恐れるばかりではなく、早くこれまでの生活を
取り戻さなくてはいけない。
新型コロナウイルス禍で、街に人がいなくなった
5月初旬の平日、15時ぐらいに京都に行った。目的は困っている飲食店を救う企画で、ある人に会いたくなったからだ。その時、JR京都駅2階にある改札口を出たのは、なんと私一人だった。4月初めに緊急事態宣言が発せられ、国民がこぞって自粛生活を余儀なくされていたのだから人が少ないのは仕方ないだろうが、それでもこの大きな駅で私一人だったことは驚かされる(他の改札口には数人いただろうが…)。中国・武漢で感染が始まったと思われる新型コロナウイルスは、日本にも感染が拡大し、ついには都市機能を停止させるまでに至った。ほとんどの飲食店は休業を強いられ、まさに日本の食文化が、家庭での食事を除いてはストップしたのである。前代未聞の由々しき事態に私達は戸惑うしか成す術がないようだ。夜の営業は20時まで、酒も1時間ほどの提供と決められれば、収益は望めなくなってしまう。昼営業は可といえども人が歩いていないのだからこれまた利益は期待できない。「プロの味を家庭に持ち帰って」と始めたテイクアウトだけでは、補えるわけもなく、政府の対応のつまずきや給付金の遅れから「永久にシャッターを閉めねばならない」と飲食店店主は頭を抱えている。普段なら桜の花見に、歓送迎会、入学や就職の祝いにと、何かと華やいだ集まりがある春だが、今年に限っては寂しい限り_、我々は考えたこともなかったとんでもない季節を過ごしてしまったようだ。

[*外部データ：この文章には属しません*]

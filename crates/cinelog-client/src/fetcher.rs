use std::time::Duration;

use cinelog_core::error::AppError;
use cinelog_core::traits::Fetcher;
use reqwest::Client;

const DEFAULT_TIMEOUT: Duration = Duration::from_secs(30);

/// Static page fetcher: a plain HTTP GET via reqwest.
///
/// Suitable whenever the source serves its listing markup directly; pages
/// that only materialize their content under JavaScript need the rendered
/// fetcher instead.
#[derive(Clone, Debug)]
pub struct ReqwestFetcher {
    client: Client,
    timeout_secs: u64,
}

impl ReqwestFetcher {
    pub fn new() -> Result<Self, AppError> {
        Self::with_timeout(DEFAULT_TIMEOUT)
    }

    pub fn with_timeout(timeout: Duration) -> Result<Self, AppError> {
        let client = Client::builder()
            .user_agent(concat!("cinelog/", env!("CARGO_PKG_VERSION")))
            .timeout(timeout)
            .build()
            .map_err(|e| AppError::Http(e.to_string()))?;

        Ok(Self {
            client,
            timeout_secs: timeout.as_secs(),
        })
    }
}

impl Fetcher for ReqwestFetcher {
    async fn fetch(&self, url: &str) -> Result<String, AppError> {
        let response = self.client.get(url).send().await.map_err(|e| {
            if e.is_timeout() {
                AppError::Timeout(self.timeout_secs)
            } else if e.is_connect() {
                AppError::Network(format!("Connection failed: {e}"))
            } else {
                AppError::Http(e.to_string())
            }
        })?;

        let status = response.status();
        if !status.is_success() {
            return Err(AppError::Http(format!(
                "HTTP {} for {}",
                status.as_u16(),
                url
            )));
        }

        response
            .text()
            .await
            .map_err(|e| AppError::Http(format!("Failed to read response body: {e}")))
    }
}
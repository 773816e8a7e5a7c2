use std::path::PathBuf;
use std::str::FromStr;
use std::time::Duration;

use cinelog_core::AppError;

/// Process configuration, read once from the environment at startup.
#[derive(Debug, Clone)]
pub struct Config {
    /// Source-site username whose diary is published.
    pub username: String,
    pub base_url: String,
    pub ttl: Duration,
    pub max_pages: Option<usize>,
    pub crawl_timeout: Option<Duration>,
    /// `static` or `browser`.
    pub fetch_mode: String,
    /// Minimum interval between successive page fetches.
    pub fetch_delay: Duration,
    pub tmdb_api_key: Option<String>,
    pub chrome_bin: Option<PathBuf>,
    pub port: u16,
}

impl Config {
    /// Read configuration from environment variables.
    ///
    /// - `CINELOG_USER` (required)
    /// - `CINELOG_BASE_URL` (default `https://letterboxd.com`)
    /// - `CINELOG_CACHE_TTL_SECS` (default 3600, must be ≥ 1)
    /// - `CINELOG_MAX_PAGES` (optional)
    /// - `CINELOG_CRAWL_TIMEOUT_SECS` (optional)
    /// - `CINELOG_FETCH_MODE` (default `static`)
    /// - `CINELOG_FETCH_DELAY_MS` (default 250)
    /// - `TMDB_API_KEY` (optional, enables poster enrichment)
    /// - `CHROME_BIN` (optional, rendered-fetch executable)
    /// - `CINELOG_PORT` (default 7000)
    pub fn from_env() -> Result<Self, AppError> {
        let username = std::env::var("CINELOG_USER").map_err(|_| {
            AppError::Config("CINELOG_USER not set. Required to locate the diary.".into())
        })?;

        let base_url = std::env::var("CINELOG_BASE_URL")
            .unwrap_or_else(|_| "https://letterboxd.com".to_string());

        let ttl_secs: u64 = parsed_or("CINELOG_CACHE_TTL_SECS", 3600)?;
        if ttl_secs == 0 {
            return Err(AppError::Config(
                "CINELOG_CACHE_TTL_SECS must be at least 1".into(),
            ));
        }

        let fetch_mode =
            std::env::var("CINELOG_FETCH_MODE").unwrap_or_else(|_| "static".to_string());

        Ok(Self {
            username,
            base_url,
            ttl: Duration::from_secs(ttl_secs),
            max_pages: opt_parsed("CINELOG_MAX_PAGES")?,
            crawl_timeout: opt_parsed::<u64>("CINELOG_CRAWL_TIMEOUT_SECS")?
                .map(Duration::from_secs),
            fetch_mode,
            fetch_delay: Duration::from_millis(parsed_or("CINELOG_FETCH_DELAY_MS", 250)?),
            tmdb_api_key: std::env::var("TMDB_API_KEY").ok(),
            chrome_bin: std::env::var("CHROME_BIN").ok().map(PathBuf::from),
            port: parsed_or("CINELOG_PORT", 7000)?,
        })
    }
}

fn opt_parsed<T: FromStr>(name: &str) -> Result<Option<T>, AppError> {
    match std::env::var(name) {
        Err(_) => Ok(None),
        Ok(raw) => raw.parse().map(Some).map_err(|_| {
            AppError::Config(format!("Invalid {name} '{raw}': expected a number"))
        }),
    }
}

fn parsed_or<T: FromStr>(name: &str, default: T) -> Result<T, AppError> {
    Ok(opt_parsed(name)?.unwrap_or(default))
}
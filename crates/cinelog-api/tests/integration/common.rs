use std::sync::Arc;

use axum::Router;

use cinelog_api::dto::Manifest;
use cinelog_api::routes;
use cinelog_api::state::AppState;
use cinelog_core::catalog::{CatalogConfig, CatalogService};
use cinelog_core::testutil::{FakeClock, MockFetcher};
use cinelog_core::traits::NullEnricher;

pub const FILMS_P1: &str = "https://boxd.test/jake84/films/page/1/";
pub const DIARY_P1: &str = "https://boxd.test/jake84/films/diary/page/1/";

/// Router wired to a mock fetcher instead of the network.
pub fn setup_test_app(fetcher: MockFetcher) -> Router {
    let config = CatalogConfig::new("jake84").with_base_url("https://boxd.test");
    let manifest = Manifest::for_user("jake84", &config.catalog_id);
    let catalog = CatalogService::new(config, fetcher, NullEnricher, FakeClock::new());

    routes::router(Arc::new(AppState { catalog, manifest }))
}

/// A fetcher stubbed with one films page and one diary page.
pub fn stubbed_fetcher() -> MockFetcher {
    let fetcher = MockFetcher::default();
    fetcher.stub(
        FILMS_P1,
        Ok(r#"<html><body>
            <div class="film-detail-content">
                <div class="film-title-wrapper"><a href="/film/heat/">Heat</a></div>
                <img src="https://img.test/heat.jpg">
            </div>
            <div class="film-detail-content">
                <div class="film-title-wrapper"><a href="/film/alien/">Alien</a></div>
                <img src="https://img.test/alien.jpg">
            </div>
        </body></html>"#
            .to_string()),
    );
    fetcher.stub(
        DIARY_P1,
        Ok(r#"<html><body><table>
            <tr class="diary-entry-row">
                <td class="film-title"><a href="/film/heat/">Heat</a></td>
                <td><span class="rating rated-8"></span></td>
            </tr>
        </table></body></html>"#
            .to_string()),
    );
    fetcher
}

海外からの渡航をシャットアウトしているからだろう、当然ながら関西国際空港も閑散としている。そのそばに位置する「ホテル日航関西空港」もこの時期は営業しているものの、レストランは臨時休業。唯一開けている「ザ・ブラッスリー」では、「牛筋入りビーフカレー」のみをこの期間だけ500円で提供していたのだ。「500円とはまた安い!」そう私が言うと、ホテルのスタッフは「不要不急の外出を控えている時期でレストランの営業は成り立たないのですが、空港には働いている人がいるために、そんな人向けに我々は食事を提供しなければいけないのです」と話していた。なのでホテルなのに安価な500円カレー。安くても味は一級品である。基本のカレー(500円)にポークカツや鶏の唐揚げをトッピングして注文することで少しでも豪華さを出そうとの苦労が窺えるメニューだった。自粛によって営業をストップさせねばならないといっても場所によっては周辺の労働者のことまで考えてメニューを作らねばならぬのかと、同ホテルを訪れて改めて知った次第である。ホテルは公共性のある所なのでこんな時期でも知恵を絞ってメニューづくりをしているのだと思うとつくづく頭が下がる。「自粛を早く解除しろ」と言うのは簡単だが、ホテルの人のやり繰りを考えると、外野として気軽にそんな言葉を発するのが無責任のように思えてならなかった。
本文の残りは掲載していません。